=== Begin Enclosure ===

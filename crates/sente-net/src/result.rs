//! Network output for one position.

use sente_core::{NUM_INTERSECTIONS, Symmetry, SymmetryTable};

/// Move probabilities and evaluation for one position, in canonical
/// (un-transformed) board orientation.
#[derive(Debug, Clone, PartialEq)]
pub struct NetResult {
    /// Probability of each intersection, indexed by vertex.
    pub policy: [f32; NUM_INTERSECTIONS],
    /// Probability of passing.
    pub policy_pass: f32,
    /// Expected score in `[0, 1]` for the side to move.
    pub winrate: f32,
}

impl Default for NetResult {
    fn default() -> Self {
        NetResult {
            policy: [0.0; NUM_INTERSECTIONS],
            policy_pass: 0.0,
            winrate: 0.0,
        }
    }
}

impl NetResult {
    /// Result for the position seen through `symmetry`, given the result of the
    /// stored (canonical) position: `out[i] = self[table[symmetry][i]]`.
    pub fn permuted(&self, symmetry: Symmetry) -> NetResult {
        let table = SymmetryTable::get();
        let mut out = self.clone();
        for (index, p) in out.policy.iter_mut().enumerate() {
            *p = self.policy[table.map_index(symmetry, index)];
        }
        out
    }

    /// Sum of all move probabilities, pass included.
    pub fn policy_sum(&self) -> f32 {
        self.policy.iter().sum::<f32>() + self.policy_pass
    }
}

=== End Enclosure ===
=== Begin Enclosure ===

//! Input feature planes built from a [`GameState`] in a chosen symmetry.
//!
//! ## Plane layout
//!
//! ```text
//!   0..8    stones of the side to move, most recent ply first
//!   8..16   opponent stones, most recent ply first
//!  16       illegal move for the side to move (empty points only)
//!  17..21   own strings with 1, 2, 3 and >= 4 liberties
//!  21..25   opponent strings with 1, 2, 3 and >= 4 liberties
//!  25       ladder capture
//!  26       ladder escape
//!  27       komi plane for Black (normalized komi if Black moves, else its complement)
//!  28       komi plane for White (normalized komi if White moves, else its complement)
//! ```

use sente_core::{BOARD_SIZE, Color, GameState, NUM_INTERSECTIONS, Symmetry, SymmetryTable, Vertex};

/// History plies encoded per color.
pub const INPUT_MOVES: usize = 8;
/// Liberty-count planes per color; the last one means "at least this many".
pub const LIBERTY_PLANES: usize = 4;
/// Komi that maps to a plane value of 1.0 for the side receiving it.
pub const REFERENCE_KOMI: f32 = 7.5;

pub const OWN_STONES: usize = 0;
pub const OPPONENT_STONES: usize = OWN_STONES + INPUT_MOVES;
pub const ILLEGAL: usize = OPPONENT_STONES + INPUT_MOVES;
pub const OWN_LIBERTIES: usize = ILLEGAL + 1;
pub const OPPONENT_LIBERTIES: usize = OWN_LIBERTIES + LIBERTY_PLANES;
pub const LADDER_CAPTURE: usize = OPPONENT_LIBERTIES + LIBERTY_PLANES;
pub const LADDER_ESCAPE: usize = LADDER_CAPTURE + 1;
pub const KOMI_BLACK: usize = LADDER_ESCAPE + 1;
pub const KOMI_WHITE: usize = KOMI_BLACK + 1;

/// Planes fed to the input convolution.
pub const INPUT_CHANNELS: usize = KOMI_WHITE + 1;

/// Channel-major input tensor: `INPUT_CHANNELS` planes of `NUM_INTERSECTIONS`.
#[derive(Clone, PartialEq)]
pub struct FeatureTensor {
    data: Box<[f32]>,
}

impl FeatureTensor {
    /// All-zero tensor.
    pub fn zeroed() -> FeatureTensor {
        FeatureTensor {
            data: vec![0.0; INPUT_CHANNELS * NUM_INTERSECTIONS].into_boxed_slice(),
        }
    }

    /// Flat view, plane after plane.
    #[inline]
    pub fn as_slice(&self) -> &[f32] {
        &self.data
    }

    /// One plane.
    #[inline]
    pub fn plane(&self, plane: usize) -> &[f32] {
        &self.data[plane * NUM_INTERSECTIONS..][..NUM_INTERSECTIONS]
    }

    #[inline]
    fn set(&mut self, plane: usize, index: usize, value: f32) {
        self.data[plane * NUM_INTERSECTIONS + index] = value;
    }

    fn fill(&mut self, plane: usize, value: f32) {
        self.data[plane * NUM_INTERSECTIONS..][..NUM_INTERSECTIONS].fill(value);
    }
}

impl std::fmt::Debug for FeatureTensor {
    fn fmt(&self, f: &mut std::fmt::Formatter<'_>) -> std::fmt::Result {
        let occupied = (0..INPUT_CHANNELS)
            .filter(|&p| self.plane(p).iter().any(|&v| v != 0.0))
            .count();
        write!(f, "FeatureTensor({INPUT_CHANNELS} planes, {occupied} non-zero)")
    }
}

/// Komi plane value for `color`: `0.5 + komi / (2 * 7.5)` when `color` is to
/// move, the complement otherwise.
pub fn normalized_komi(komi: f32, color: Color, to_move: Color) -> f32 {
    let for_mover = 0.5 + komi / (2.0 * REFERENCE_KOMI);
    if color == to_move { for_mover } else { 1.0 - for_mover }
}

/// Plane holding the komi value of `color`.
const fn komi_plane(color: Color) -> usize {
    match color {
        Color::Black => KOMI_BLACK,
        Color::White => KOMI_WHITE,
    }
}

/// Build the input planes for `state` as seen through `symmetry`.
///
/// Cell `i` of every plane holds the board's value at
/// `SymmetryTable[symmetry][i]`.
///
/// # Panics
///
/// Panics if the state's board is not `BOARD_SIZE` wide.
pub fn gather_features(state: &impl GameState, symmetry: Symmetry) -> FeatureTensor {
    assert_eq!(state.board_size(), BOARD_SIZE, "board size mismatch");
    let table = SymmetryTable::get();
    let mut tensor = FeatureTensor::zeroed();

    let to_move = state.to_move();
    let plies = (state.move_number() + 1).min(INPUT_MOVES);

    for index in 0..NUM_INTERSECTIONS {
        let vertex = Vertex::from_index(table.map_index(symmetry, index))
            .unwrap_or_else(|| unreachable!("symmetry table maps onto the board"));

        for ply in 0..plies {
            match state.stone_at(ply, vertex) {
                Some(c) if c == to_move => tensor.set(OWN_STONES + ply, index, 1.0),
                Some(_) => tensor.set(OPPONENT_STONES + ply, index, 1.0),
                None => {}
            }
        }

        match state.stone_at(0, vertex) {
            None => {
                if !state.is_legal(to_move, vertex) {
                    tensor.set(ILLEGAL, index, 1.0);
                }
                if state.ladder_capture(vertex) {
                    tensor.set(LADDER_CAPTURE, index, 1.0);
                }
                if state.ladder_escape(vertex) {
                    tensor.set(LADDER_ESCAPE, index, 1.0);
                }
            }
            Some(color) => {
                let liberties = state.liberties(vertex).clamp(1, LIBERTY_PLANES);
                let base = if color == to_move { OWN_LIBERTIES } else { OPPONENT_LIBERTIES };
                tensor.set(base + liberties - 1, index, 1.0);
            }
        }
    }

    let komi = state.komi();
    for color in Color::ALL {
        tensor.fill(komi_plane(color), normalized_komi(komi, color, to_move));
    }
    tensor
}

=== End Enclosure ===
=== Begin Enclosure ===

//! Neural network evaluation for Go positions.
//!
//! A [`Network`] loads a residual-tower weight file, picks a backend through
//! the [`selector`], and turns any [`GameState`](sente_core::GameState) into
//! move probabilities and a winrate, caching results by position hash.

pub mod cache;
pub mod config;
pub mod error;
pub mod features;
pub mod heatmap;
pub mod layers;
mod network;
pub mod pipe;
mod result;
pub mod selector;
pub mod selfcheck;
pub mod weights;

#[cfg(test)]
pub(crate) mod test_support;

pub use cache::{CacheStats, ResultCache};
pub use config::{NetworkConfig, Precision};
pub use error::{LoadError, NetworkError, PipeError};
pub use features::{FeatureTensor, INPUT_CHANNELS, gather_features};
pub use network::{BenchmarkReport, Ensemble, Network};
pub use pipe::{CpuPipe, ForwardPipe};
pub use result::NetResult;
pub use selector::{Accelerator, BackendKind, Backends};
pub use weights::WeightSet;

=== End Enclosure ===

#### WHAT THE TASK REQUIRES
All lines above containing the string "occupied" are to be collected.

#### TASK ANSWER
        let occupied = (0..INPUT_CHANNELS)
        write!(f, "FeatureTensor({INPUT_CHANNELS} planes, {occupied} non-zero)")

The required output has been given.